Saturday, 18 March 2017

A splurge

I’ve been feeling a bit down the last few days. Troubles and fallings out with Ernesto. Listening too much once again to the complaining Canadian women. Abbie no longer talking to me. And further embroilments with people like Jenna and Jay and Alejandro.
I like them well enough – but when they come into my breakfast camp and fire and start smoking and talking about alcohol and swearing...I just think, what the hell? What are they thinking? Why am I subjected to this?
What happened here? What happened to the boy who just loved to play in the water, chat with the occasional person, mostly just dig the beauty?
I hardly ever go into the hot springs anymore, for one reason or another. Hardly ever go up to the waterfalls. Things just gone kind of weird...
A week ago I came back from my hike. I guess I have a memory of typing things out and coming to the conclusion that “going up the canyon” was the next logical step.
I went. It was pretty amazing. I loved it. Or rather...
That first day was magical, incredible, intoxicating, exhilarating. Ten hours walking and jumping and climbing and bouldering. Beauty incomparable. Excitement, and even a little danger. My shoes falling to pieces. Pigs and discoveries. And then the miracle of the camping gear hanging in the tree.
I felt so good that first night. Slept so happy. What a wonderful day.
But the next day my mind was full of lonesomeness. Lots of song lyrics circling around my brain on the subject. I thought of Tammy, and couldn’t work out why. I guess I took it all as a sign that being alone up there wasn’t what I needed, that it was other people.
But what if I got it wrong? What if it was just a layer of something being peeled off? The layer of lonesomeness? And some other deeper, better layer to be arrived at once that had been done dealt with?
I didn’t deal with it. I felt it, experienced it – but always planned to move on, to return to the world, civilization, other people.
I missed other people. Wanted Tammy. Wanted Philipp and Cabo.

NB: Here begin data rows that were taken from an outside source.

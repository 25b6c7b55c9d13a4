//! Lagrange finite element spaces on a mesh ("mesh fems").
//!
//! A [`MeshFem`] combines a shared mesh, a [`FemKind`] and a field dimension
//! `qdim`. Degrees of freedom are numbered convex by convex in the order
//! their nodes are first met; vector fields interleave components, so dof
//! `basic * qdim + c` is component `c` of basic dof `basic`.
//!
//! Discontinuous spaces own their nodes per convex. With a non-zero `alpha`
//! the nodes are pulled towards the barycentre, `L' = (1 - α) L + α/4`, which
//! keeps them strictly inside the convex.

use crate::element::tet10::TET10_EDGES;
use crate::element::{create_element, displacement_gradient, Element, Geometry};
use crate::error::{Error, Result};
use crate::mesh::{Face, Mesh};
use crate::types::Point3;
use nalgebra::{Matrix3, Vector3};
use serde::{Deserialize, Serialize};
use std::collections::HashMap;
use std::fmt;
use std::path::Path;
use std::str::FromStr;
use std::sync::Arc;
use tracing::debug;

/// Family and degree of a Lagrange space on tetrahedra.
#[derive(Debug, Clone, Copy, PartialEq)]
pub enum FemKind {
    /// `FEM_PK(3,k)`: continuous for k ≥ 1, one value per convex for k = 0.
    Pk { degree: usize },
    /// `FEM_PK_DISCONTINUOUS(3,k[,alpha])`.
    PkDiscontinuous { degree: usize, alpha: f64 },
}

impl FemKind {
    /// Polynomial degree.
    pub fn degree(&self) -> usize {
        match *self {
            FemKind::Pk { degree } | FemKind::PkDiscontinuous { degree, .. } => degree,
        }
    }

    /// Node shrink factor (zero for continuous spaces).
    pub fn alpha(&self) -> f64 {
        match *self {
            FemKind::Pk { .. } => 0.0,
            FemKind::PkDiscontinuous { alpha, .. } => alpha,
        }
    }

    /// True when dofs are not shared between convexes.
    pub fn is_discontinuous(&self) -> bool {
        matches!(self, FemKind::PkDiscontinuous { .. }) || self.degree() == 0
    }
}

impl fmt::Display for FemKind {
    fn fmt(&self, f: &mut fmt::Formatter<'_>) -> fmt::Result {
        match *self {
            FemKind::Pk { degree } => write!(f, "FEM_PK(3,{})", degree),
            FemKind::PkDiscontinuous { degree, alpha } if alpha == 0.0 => {
                write!(f, "FEM_PK_DISCONTINUOUS(3,{})", degree)
            }
            FemKind::PkDiscontinuous { degree, alpha } => {
                write!(f, "FEM_PK_DISCONTINUOUS(3,{},{})", degree, alpha)
            }
        }
    }
}

impl FromStr for FemKind {
    type Err = Error;

    fn from_str(s: &str) -> Result<Self> {
        let compact: String = s.chars().filter(|c| !c.is_whitespace()).collect();
        let bad = || Error::Fem(format!("cannot parse fem name '{}'", s));

        let open = compact.find('(').ok_or_else(bad)?;
        let args = compact[open..]
            .strip_prefix('(')
            .and_then(|a| a.strip_suffix(')'))
            .ok_or_else(bad)?;
        let args: Vec<&str> = args.split(',').collect();
        if args.first() != Some(&"3") {
            return Err(Error::Fem(format!(
                "only 3D simplex fems are available, got '{}'",
                s
            )));
        }
        let degree: usize = args
            .get(1)
            .and_then(|d| d.parse().ok())
            .ok_or_else(bad)?;

        match (&compact[..open], args.len()) {
            ("FEM_PK", 2) => Ok(FemKind::Pk { degree }),
            ("FEM_PK_DISCONTINUOUS", 2) => Ok(FemKind::PkDiscontinuous { degree, alpha: 0.0 }),
            ("FEM_PK_DISCONTINUOUS", 3) => {
                let alpha = args[2].parse().map_err(|_| bad())?;
                Ok(FemKind::PkDiscontinuous { degree, alpha })
            }
            _ => Err(bad()),
        }
    }
}

#[derive(Debug, Clone, Copy, PartialEq, Eq, Hash)]
enum NodeKey {
    Vertex(usize),
    Edge(usize, usize),
}

/// A finite element space on a mesh.
#[derive(Debug, Clone)]
pub struct MeshFem {
    mesh: Arc<Mesh>,
    kind: FemKind,
    qdim: usize,
    element: &'static dyn Element,
    /// Basic dof of each local node, per convex.
    convex_basic: Vec<Vec<usize>>,
    /// Position of each basic dof.
    basic_nodes: Vec<Point3>,
}

impl MeshFem {
    /// Build the dof tables of `kind` on `mesh`.
    pub fn new(mesh: Arc<Mesh>, kind: FemKind, qdim: usize) -> Result<Self> {
        if qdim == 0 {
            return Err(Error::Fem("qdim must be at least 1".into()));
        }
        let alpha = kind.alpha();
        if !(0.0..1.0).contains(&alpha) {
            return Err(Error::Fem(format!("alpha must lie in [0, 1), got {}", alpha)));
        }
        let element = create_element(kind.degree())?;
        let local_nodes = shrink_nodes(&element.nodes(), alpha);

        let mut convex_basic = Vec::with_capacity(mesh.nbcvs());
        let mut basic_nodes = Vec::new();
        let mut shared: HashMap<NodeKey, usize> = HashMap::new();

        for cv in 0..mesh.nbcvs() {
            let geometry = mesh.convex_geometry(cv)?;
            let vertices = mesh.convex(cv)?.vertices();
            let mut ids = Vec::with_capacity(local_nodes.len());
            for (k, l) in local_nodes.iter().enumerate() {
                let key = if kind.is_discontinuous() {
                    None
                } else if k < 4 {
                    Some(NodeKey::Vertex(vertices[k]))
                } else {
                    let (i, j) = TET10_EDGES[k - 4];
                    let (a, b) = (vertices[i], vertices[j]);
                    Some(NodeKey::Edge(a.min(b), a.max(b)))
                };
                let id = match key {
                    Some(key) => *shared.entry(key).or_insert_with(|| {
                        basic_nodes.push(geometry.map(l));
                        basic_nodes.len() - 1
                    }),
                    None => {
                        basic_nodes.push(geometry.map(l));
                        basic_nodes.len() - 1
                    }
                };
                ids.push(id);
            }
            convex_basic.push(ids);
        }

        debug!(
            fem = %kind,
            qdim,
            nbdof = basic_nodes.len() * qdim,
            "built mesh fem"
        );

        Ok(Self {
            mesh,
            kind,
            qdim,
            element,
            convex_basic,
            basic_nodes,
        })
    }

    /// The underlying mesh.
    pub fn mesh(&self) -> &Arc<Mesh> {
        &self.mesh
    }

    /// Fem family and degree.
    pub fn kind(&self) -> FemKind {
        self.kind
    }

    /// Field dimension.
    pub fn qdim(&self) -> usize {
        self.qdim
    }

    /// Fem name, e.g. `FEM_PK(3,2)`.
    pub fn name(&self) -> String {
        self.kind.to_string()
    }

    /// Reference element of the space.
    pub fn element(&self) -> &'static dyn Element {
        self.element
    }

    /// Number of scalar basic dofs.
    pub fn nb_basic_dof(&self) -> usize {
        self.basic_nodes.len()
    }

    /// Total number of dofs.
    pub fn nbdof(&self) -> usize {
        self.basic_nodes.len() * self.qdim
    }

    /// Number of dofs on one convex.
    pub fn nb_dof_of_convex(&self, cv: usize) -> usize {
        self.convex_basic[cv].len() * self.qdim
    }

    /// Basic dofs of a convex, in local node order.
    pub fn basic_dofs(&self, cv: usize) -> &[usize] {
        &self.convex_basic[cv]
    }

    /// Dofs of a convex, interleaved by component.
    pub fn cell_dofs(&self, cv: usize) -> Vec<usize> {
        let q = self.qdim;
        self.convex_basic[cv]
            .iter()
            .flat_map(|&b| (0..q).map(move |c| b * q + c))
            .collect()
    }

    /// Positions of the basic dofs.
    pub fn basic_dof_nodes(&self) -> &[Point3] {
        &self.basic_nodes
    }

    /// Position of a dof.
    pub fn dof_coordinates(&self, dof: usize) -> Point3 {
        self.basic_nodes[dof / self.qdim]
    }

    /// Barycentric coordinates of the local nodes (after shrinking).
    pub fn local_nodes(&self) -> Vec<[f64; 4]> {
        shrink_nodes(&self.element().nodes(), self.kind.alpha())
    }

    /// Shape function values at a barycentric point.
    pub fn shape_functions(&self, l: &[f64; 4]) -> Vec<f64> {
        self.element().shape_functions(&self.unshrink(l))
    }

    /// Physical shape function gradients at a barycentric point.
    pub fn gradients(&self, geometry: &Geometry, l: &[f64; 4]) -> Vec<Vector3<f64>> {
        let scale = 1.0 / (1.0 - self.kind.alpha());
        geometry
            .gradients(self.element(), &self.unshrink(l))
            .into_iter()
            .map(|g| g * scale)
            .collect()
    }

    /// Field values on a convex, in `cell_dofs` order.
    pub fn local_values(&self, cv: usize, field: &[f64]) -> Vec<f64> {
        self.cell_dofs(cv).iter().map(|&d| field[d]).collect()
    }

    /// Interpolated field value (qdim components) at a point of a convex.
    pub fn eval_at(&self, cv: usize, l: &[f64; 4], field: &[f64]) -> Vec<f64> {
        let q = self.qdim;
        let n = self.shape_functions(l);
        let mut value = vec![0.0; q];
        for (&b, &na) in self.convex_basic[cv].iter().zip(n.iter()) {
            for (c, v) in value.iter_mut().enumerate() {
                *v += na * field[b * q + c];
            }
        }
        value
    }

    /// Gradient `∂u_i/∂x_j` of a 3-component field at a point of a convex.
    pub fn grad_at(&self, cv: usize, geometry: &Geometry, l: &[f64; 4], field: &[f64]) -> Result<Matrix3<f64>> {
        if self.qdim != 3 {
            return Err(Error::Fem(format!(
                "gradient of a vector field needs qdim 3, got {}",
                self.qdim
            )));
        }
        let grads = self.gradients(geometry, l);
        Ok(displacement_gradient(&grads, &self.local_values(cv, field)))
    }

    /// Basic dofs whose node lies on a face.
    pub fn basic_dofs_on_face(&self, face: Face) -> Vec<usize> {
        self.element()
            .nodes()
            .iter()
            .zip(self.convex_basic[face.convex].iter())
            .filter(|(l, _)| self.kind.degree() > 0 && l[face.face].abs() < 1e-12)
            .map(|(_, &b)| b)
            .collect()
    }

    /// Map shrunk barycentric coordinates back onto the reference element.
    fn unshrink(&self, l: &[f64; 4]) -> [f64; 4] {
        let alpha = self.kind.alpha();
        if alpha == 0.0 {
            return *l;
        }
        l.map(|li| (li - 0.25 * alpha) / (1.0 - alpha))
    }

    /// Serialise the dof description, optionally with the mesh.
    pub fn to_json(&self, with_mesh: bool) -> Result<String> {
        let file = MeshFemFile {
            fem: self.name(),
            qdim: self.qdim,
            nbdof: self.nbdof(),
            convex_dofs: self.convex_basic.clone(),
            mesh: with_mesh.then(|| self.mesh.as_ref().clone()),
        };
        Ok(serde_json::to_string_pretty(&file)?)
    }

    /// Rebuild a mesh fem from its JSON description.
    ///
    /// The mesh is taken from the file when present, otherwise `mesh` is used.
    pub fn from_json(content: &str, mesh: Option<Arc<Mesh>>) -> Result<Self> {
        let file: MeshFemFile = serde_json::from_str(content)?;
        let mesh = match (file.mesh, mesh) {
            (Some(m), _) => {
                m.check()?;
                Arc::new(m)
            }
            (None, Some(m)) => m,
            (None, None) => {
                return Err(Error::Fem(
                    "mesh fem file has no mesh and none was supplied".into(),
                ))
            }
        };
        let mf = MeshFem::new(mesh, file.fem.parse()?, file.qdim)?;
        if mf.nbdof() != file.nbdof || mf.convex_basic != file.convex_dofs {
            return Err(Error::Fem(format!(
                "dof table of {} does not match the mesh",
                file.fem
            )));
        }
        Ok(mf)
    }

    /// Write the JSON description to disk.
    pub fn save(&self, path: impl AsRef<Path>, with_mesh: bool) -> Result<()> {
        std::fs::write(path.as_ref(), self.to_json(with_mesh)?)?;
        Ok(())
    }

    /// Read a JSON description from disk.
    pub fn load(path: impl AsRef<Path>, mesh: Option<Arc<Mesh>>) -> Result<Self> {
        let content = std::fs::read_to_string(path.as_ref())?;
        Self::from_json(&content, mesh)
    }
}

#[derive(Serialize, Deserialize)]
struct MeshFemFile {
    fem: String,
    qdim: usize,
    nbdof: usize,
    convex_dofs: Vec<Vec<usize>>,
    #[serde(default, skip_serializing_if = "Option::is_none")]
    mesh: Option<Mesh>,
}

fn shrink_nodes(nodes: &[[f64; 4]], alpha: f64) -> Vec<[f64; 4]> {
    nodes
        .iter()
        .map(|l| l.map(|li| (1.0 - alpha) * li + 0.25 * alpha))
        .collect()
}
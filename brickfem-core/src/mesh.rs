//! Tetrahedral mesh with face queries and tagged regions.
//!
//! Stores point coordinates, convex connectivity and a map of region ids to
//! sets of faces (and optionally convexes). Faces are addressed as
//! `(convex, local face)` where local face `f` is opposite local vertex `f`.

use crate::element::{face_vertices, Geometry};
use crate::error::{Error, Result};
use crate::types::Point3;
use serde::{Deserialize, Serialize};
use std::collections::{BTreeMap, HashMap};

/// Supported convex types.
#[derive(Debug, Clone, Copy, PartialEq, Eq, Hash, Serialize, Deserialize)]
pub enum ElementType {
    /// 4-node tetrahedron.
    Tet4,
    /// 10-node tetrahedron; the geometry is taken from the 4 corners.
    Tet10,
}

impl ElementType {
    /// Number of nodes for this convex type.
    pub fn n_nodes(self) -> usize {
        match self {
            ElementType::Tet4 => 4,
            ElementType::Tet10 => 10,
        }
    }
}

/// Convex connectivity - point indices of a convex.
#[derive(Debug, Clone, PartialEq, Serialize, Deserialize)]
pub struct Convex {
    /// Convex type.
    pub element_type: ElementType,
    /// Point indices (0-based); the first four are the vertices.
    pub nodes: Vec<usize>,
}

impl Convex {
    /// The four vertex point ids.
    pub fn vertices(&self) -> [usize; 4] {
        [self.nodes[0], self.nodes[1], self.nodes[2], self.nodes[3]]
    }
}

/// A face of a convex.
#[derive(Debug, Clone, Copy, PartialEq, Eq, Hash, PartialOrd, Ord, Serialize, Deserialize)]
pub struct Face {
    /// Convex index.
    pub convex: usize,
    /// Local face number (0..4), opposite the local vertex of the same number.
    pub face: usize,
}

impl Face {
    /// Create a face reference.
    pub fn new(convex: usize, face: usize) -> Self {
        Self { convex, face }
    }
}

/// A tagged set of faces and/or convexes.
#[derive(Debug, Clone, Default, PartialEq, Serialize, Deserialize)]
pub struct MeshRegion {
    faces: Vec<Face>,
    convexes: Vec<usize>,
}

impl MeshRegion {
    /// Region made of faces.
    pub fn from_faces(faces: impl IntoIterator<Item = Face>) -> Self {
        let mut faces: Vec<Face> = faces.into_iter().collect();
        faces.sort();
        faces.dedup();
        Self {
            faces,
            convexes: Vec::new(),
        }
    }

    /// Region made of whole convexes.
    pub fn from_convexes(convexes: impl IntoIterator<Item = usize>) -> Self {
        let mut convexes: Vec<usize> = convexes.into_iter().collect();
        convexes.sort_unstable();
        convexes.dedup();
        Self {
            faces: Vec::new(),
            convexes,
        }
    }

    /// Faces of the region.
    pub fn faces(&self) -> &[Face] {
        &self.faces
    }

    /// Convexes of the region.
    pub fn convexes(&self) -> &[usize] {
        &self.convexes
    }

    /// True when the region holds neither faces nor convexes.
    pub fn is_empty(&self) -> bool {
        self.faces.is_empty() && self.convexes.is_empty()
    }
}

/// Tetrahedral finite element mesh.
#[derive(Debug, Clone, Default, Serialize, Deserialize)]
pub struct Mesh {
    /// Point coordinates.
    points: Vec<Point3>,
    /// Convex connectivity.
    convexes: Vec<Convex>,
    /// Tagged regions.
    regions: BTreeMap<usize, MeshRegion>,
}

impl Mesh {
    /// Create a new empty mesh.
    pub fn new() -> Self {
        Self::default()
    }

    /// Create a mesh with pre-allocated capacity.
    pub fn with_capacity(n_points: usize, n_convexes: usize) -> Self {
        Self {
            points: Vec::with_capacity(n_points),
            convexes: Vec::with_capacity(n_convexes),
            regions: BTreeMap::new(),
        }
    }

    /// Add a point to the mesh, returning its index.
    pub fn add_point(&mut self, point: Point3) -> usize {
        let idx = self.points.len();
        self.points.push(point);
        idx
    }

    /// Add a convex to the mesh, returning its index.
    pub fn add_convex(&mut self, element_type: ElementType, nodes: Vec<usize>) -> Result<usize> {
        if nodes.len() != element_type.n_nodes() {
            return Err(Error::Mesh(format!(
                "Convex type {:?} requires {} nodes, got {}",
                element_type,
                element_type.n_nodes(),
                nodes.len()
            )));
        }

        for &node_idx in &nodes {
            if node_idx >= self.points.len() {
                return Err(Error::Mesh(format!(
                    "Point index {} out of bounds (mesh has {} points)",
                    node_idx,
                    self.points.len()
                )));
            }
        }

        let idx = self.convexes.len();
        self.convexes.push(Convex {
            element_type,
            nodes,
        });
        Ok(idx)
    }

    /// Number of points.
    pub fn nbpts(&self) -> usize {
        self.points.len()
    }

    /// Number of convexes.
    pub fn nbcvs(&self) -> usize {
        self.convexes.len()
    }

    /// Point coordinates.
    pub fn pts(&self) -> &[Point3] {
        &self.points
    }

    /// Coordinates of one point.
    pub fn point(&self, idx: usize) -> Option<&Point3> {
        self.points.get(idx)
    }

    /// All convexes.
    pub fn convexes(&self) -> &[Convex] {
        &self.convexes
    }

    /// One convex.
    pub fn convex(&self, idx: usize) -> Result<&Convex> {
        self.convexes
            .get(idx)
            .ok_or_else(|| Error::Mesh(format!("convex {} does not exist", idx)))
    }

    /// Affine geometry of a convex.
    pub fn convex_geometry(&self, idx: usize) -> Result<Geometry> {
        let v = self.convex(idx)?.vertices();
        Geometry::new([
            self.points[v[0]],
            self.points[v[1]],
            self.points[v[2]],
            self.points[v[3]],
        ])
    }

    /// Volume of a convex.
    pub fn convex_volume(&self, idx: usize) -> Result<f64> {
        Ok(self.convex_geometry(idx)?.volume())
    }

    /// The four faces of a convex.
    pub fn faces(&self, convex: usize) -> [Face; 4] {
        [0, 1, 2, 3].map(|f| Face::new(convex, f))
    }

    /// Global point ids of the vertices of a face.
    pub fn face_points(&self, face: Face) -> Result<[usize; 3]> {
        let v = self.convex(face.convex)?.vertices();
        Ok(face_vertices(face.face).map(|k| v[k]))
    }

    /// Faces that belong to a single convex.
    pub fn boundary_faces(&self) -> Vec<Face> {
        let mut seen: HashMap<[usize; 3], (Face, usize)> = HashMap::new();
        for (cv, convex) in self.convexes.iter().enumerate() {
            let v = convex.vertices();
            for f in 0..4 {
                let mut key = face_vertices(f).map(|k| v[k]);
                key.sort_unstable();
                seen.entry(key)
                    .and_modify(|(_, count)| *count += 1)
                    .or_insert((Face::new(cv, f), 1));
            }
        }
        let mut faces: Vec<Face> = seen
            .into_values()
            .filter(|&(_, count)| count == 1)
            .map(|(face, _)| face)
            .collect();
        faces.sort();
        faces
    }

    /// Ids of the points satisfying a predicate.
    pub fn points_where(&self, predicate: impl Fn(&Point3) -> bool) -> Vec<usize> {
        self.points
            .iter()
            .enumerate()
            .filter(|(_, p)| predicate(p))
            .map(|(i, _)| i)
            .collect()
    }

    /// Convex faces whose three vertices are all in `pids`.
    pub fn faces_from_pid(&self, pids: &[usize]) -> Vec<Face> {
        let mut marked = vec![false; self.points.len()];
        for &p in pids {
            if let Some(m) = marked.get_mut(p) {
                *m = true;
            }
        }
        let mut faces = Vec::new();
        for (cv, convex) in self.convexes.iter().enumerate() {
            let v = convex.vertices();
            for f in 0..4 {
                if face_vertices(f).iter().all(|&k| marked[v[k]]) {
                    faces.push(Face::new(cv, f));
                }
            }
        }
        faces
    }

    /// Axis-aligned bounding box `(min, max)`, or `None` for an empty mesh.
    pub fn bounds(&self) -> Option<(Point3, Point3)> {
        let first = *self.points.first()?;
        Some(self.points.iter().fold((first, first), |(lo, hi), p| {
            (lo.inf(p), hi.sup(p))
        }))
    }

    /// Tag a region, replacing any previous content.
    pub fn set_region(&mut self, id: usize, region: MeshRegion) {
        self.regions.insert(id, region);
    }

    /// Look up a region.
    pub fn region(&self, id: usize) -> Result<&MeshRegion> {
        self.regions
            .get(&id)
            .ok_or_else(|| Error::Mesh(format!("region {} is not defined", id)))
    }

    /// Ids of the defined regions, in increasing order.
    pub fn region_ids(&self) -> Vec<usize> {
        self.regions.keys().copied().collect()
    }

    /// Verify connectivity and regions of a mesh built without
    /// [`Mesh::add_convex`], e.g. one read back from a file.
    pub fn check(&self) -> Result<()> {
        let nbpts = self.points.len();
        for (cv, convex) in self.convexes.iter().enumerate() {
            let expected = convex.element_type.n_nodes();
            if convex.nodes.len() != expected {
                return Err(Error::Mesh(format!(
                    "convex {} has {} nodes, {:?} requires {}",
                    cv,
                    convex.nodes.len(),
                    convex.element_type,
                    expected
                )));
            }
            if let Some(&p) = convex.nodes.iter().find(|&&p| p >= nbpts) {
                return Err(Error::Mesh(format!(
                    "convex {} references point {} (mesh has {} points)",
                    cv, p, nbpts
                )));
            }
        }

        let nbcvs = self.convexes.len();
        for (id, region) in &self.regions {
            let bad_face = region.faces.iter().find(|f| f.convex >= nbcvs || f.face >= 4);
            if let Some(f) = bad_face {
                return Err(Error::Mesh(format!(
                    "region {} references face {} of convex {}",
                    id, f.face, f.convex
                )));
            }
            if let Some(&cv) = region.convexes.iter().find(|&&cv| cv >= nbcvs) {
                return Err(Error::Mesh(format!(
                    "region {} references convex {} (mesh has {} convexes)",
                    id, cv, nbcvs
                )));
            }
        }
        Ok(())
    }

    /// Structured box mesh of `n[0] × n[1] × n[2]` cubes, each split into six
    /// tetrahedra sharing the main diagonal.
    pub fn regular_simplices(origin: Point3, size: Point3, n: [usize; 3]) -> Result<Self> {
        if n.iter().any(|&k| k == 0) {
            return Err(Error::Mesh("box subdivisions must be positive".into()));
        }
        let [nx, ny, nz] = n;
        let mut mesh = Mesh::with_capacity((nx + 1) * (ny + 1) * (nz + 1), 6 * nx * ny * nz);
        for k in 0..=nz {
            for j in 0..=ny {
                for i in 0..=nx {
                    mesh.add_point(Point3::new(
                        origin[0] + size[0] * i as f64 / nx as f64,
                        origin[1] + size[1] * j as f64 / ny as f64,
                        origin[2] + size[2] * k as f64 / nz as f64,
                    ));
                }
            }
        }

        let id = |i: usize, j: usize, k: usize| i + (nx + 1) * (j + (ny + 1) * k);
        // Kuhn subdivision: paths from corner 0 to corner 7 along the axes
        const PATHS: [[usize; 3]; 6] = [
            [0, 1, 2],
            [0, 2, 1],
            [1, 0, 2],
            [1, 2, 0],
            [2, 0, 1],
            [2, 1, 0],
        ];
        for k in 0..nz {
            for j in 0..ny {
                for i in 0..nx {
                    for path in &PATHS {
                        let mut c = [i, j, k];
                        let mut nodes = vec![id(c[0], c[1], c[2])];
                        for &axis in path {
                            c[axis] += 1;
                            nodes.push(id(c[0], c[1], c[2]));
                        }
                        mesh.add_convex(ElementType::Tet4, nodes)?;
                    }
                }
            }
        }
        Ok(mesh)
    }
}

And wanted that feeling of movement and the joy in simply ‘walking’ that I’d had the first day.
No, the second day wasn’t as good. I ate more. Maybe I was trying to do or be something that didn’t really suit me. More stationary, more quiet.
Oh, for the purity and goodness and sheer holiness of that first day! But –
I had my mission. Source for my soul, and Ocean for the ego. And on I walked...
I reached the source – what I think was the source – after more beauty and wonder and adventure. La Ultima Puerta. The thirty-foot dry waterfall. Stumbles and falls, and the narrowing of the channel. Clambering through the brush. Climbing and climbing, and finally coming to the top of that hill, where I...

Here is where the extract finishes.